Está feliz y entregado a la causa. No puede ocultarlo. Sufrió tanto la temporada pasada, cuando las lesiones y la ansiedad le perjudicaron, que desde que comenzó la actual Lucas Pérez es un hombre pegado a una sonrisa. Ha vuelto a su casa, al lugar del que le gustaría no haberse ido nunca, es una de las sensaciones de la mejor Liga del mundo y, antes de consumirse el primer tercio del torneo, solo le quedan un par de pasos para superar el mejor registro goleador de su trayectoria profesional.
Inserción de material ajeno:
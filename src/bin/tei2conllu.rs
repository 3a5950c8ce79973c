//! Command-line interface for tei-conllu.
//!
//! Usage:
//!   tei2conllu `<file>` [--syn-type UD|JOS|JOS+SRL] [--layout nested|flat]
//!              [--join before|after] [--xpos-table `<tsv>`] [-o `<out>`]

use std::path::PathBuf;
use std::process::ExitCode;

use clap::Parser;
use tei_conllu::{ConvertOptions, Converter, JoinDirection, Layout, SyntaxMode, XposTable};
use tracing::error;
use tracing_subscriber::{layer::SubscriberExt, util::SubscriberInitExt};

#[derive(Parser, Debug)]
#[command(name = "tei2conllu", version)]
#[command(about = "Convert a TEI XML file to a .conllu file")]
struct Cli {
    /// Name of the TEI XML file to be converted
    file: PathBuf,

    /// Syntactic relation type to be included (UD, JOS or JOS+SRL)
    #[arg(long = "syn-type", default_value = "UD")]
    syn_type: SyntaxMode,

    /// Where document roots are: searched at any depth (nested) or the XML root (flat)
    #[arg(long, default_value = "nested")]
    layout: Layout,

    /// Whether a `join` marker removes the space before or after its token
    #[arg(long, default_value = "before")]
    join: JoinDirection,

    /// Tab-separated table rewriting xpos tags after conversion
    #[arg(long = "xpos-table")]
    xpos_table: Option<PathBuf>,

    /// Output path (defaults to the input path with a .conllu extension)
    #[arg(short, long)]
    output: Option<PathBuf>,
}

fn main() -> ExitCode {
    tracing_subscriber::registry()
        .with(
            tracing_subscriber::EnvFilter::try_from_default_env()
                .unwrap_or_else(|_| "tei2conllu=info,tei_conllu=info".into()),
        )
        .with(tracing_subscriber::fmt::layer().with_writer(std::io::stderr))
        .init();

    let cli = Cli::parse();

    match run(&cli) {
        Ok(()) => ExitCode::SUCCESS,
        Err(e) => {
            error!("Failed to convert {}: {e}", cli.file.display());
            ExitCode::FAILURE
        }
    }
}

fn run(cli: &Cli) -> tei_conllu::Result<()> {
    let mut converter = Converter::new(ConvertOptions {
        syntax: cli.syn_type,
        layout: cli.layout,
        join: cli.join,
    });
    if let Some(path) = &cli.xpos_table {
        converter = converter.with_xpos_table(XposTable::load(path)?);
    }
    converter.convert_file(&cli.file, cli.output.as_deref())?;
    Ok(())
}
Así que Lucas tiene fundados motivos para sentirse satisfecho, y lo exterioriza sin complejo alguno.
Ahora, en vísperas de un derbi, las reflexiones sobre uno de los dos partidos más importantes del año -el otro será el de Balaídos- le salen a borbotones; un torrente de palabras aparentemente desbocado, pero que transmite tanta sensatez como pasión, tanta alegría como respeto por un íntimo rival, que no enemigo. Porque para Lucas, coruñés de Monelos y un futbolista con las virtudes de la calle y el descaro de lo auténtico, el derbi es un asunto tan serio que es capaz de bromear en cada una de sus respuestas, de desdramatizar como solo puede hacerlo alguien tan transparente como para reconocer las virtudes del rival abiertamente, sin que nadie se atreva a dudar de sus orígenes ni, muchos menos, de sus sentimientos.
Sabe Lucas que buena parte de las miradas de Riazor estarán el próximo sábado depositadas en él, en su olfato para exprimir lo inesperado o en su capacidad para contagiar a unos compañeros y a una grada como solo lo puede hacer uno de los suyos. Así ha sido hasta ahora y, en buena parte, así parece que será durante el resto de la campaña. Aunque, eso sí, tampoco le iría mal sentirse un poco más arropado de lo que ha estado en los últimos duelos o dosificar algún que otro esfuerzo para una temporada que apenas acaba de comenzar.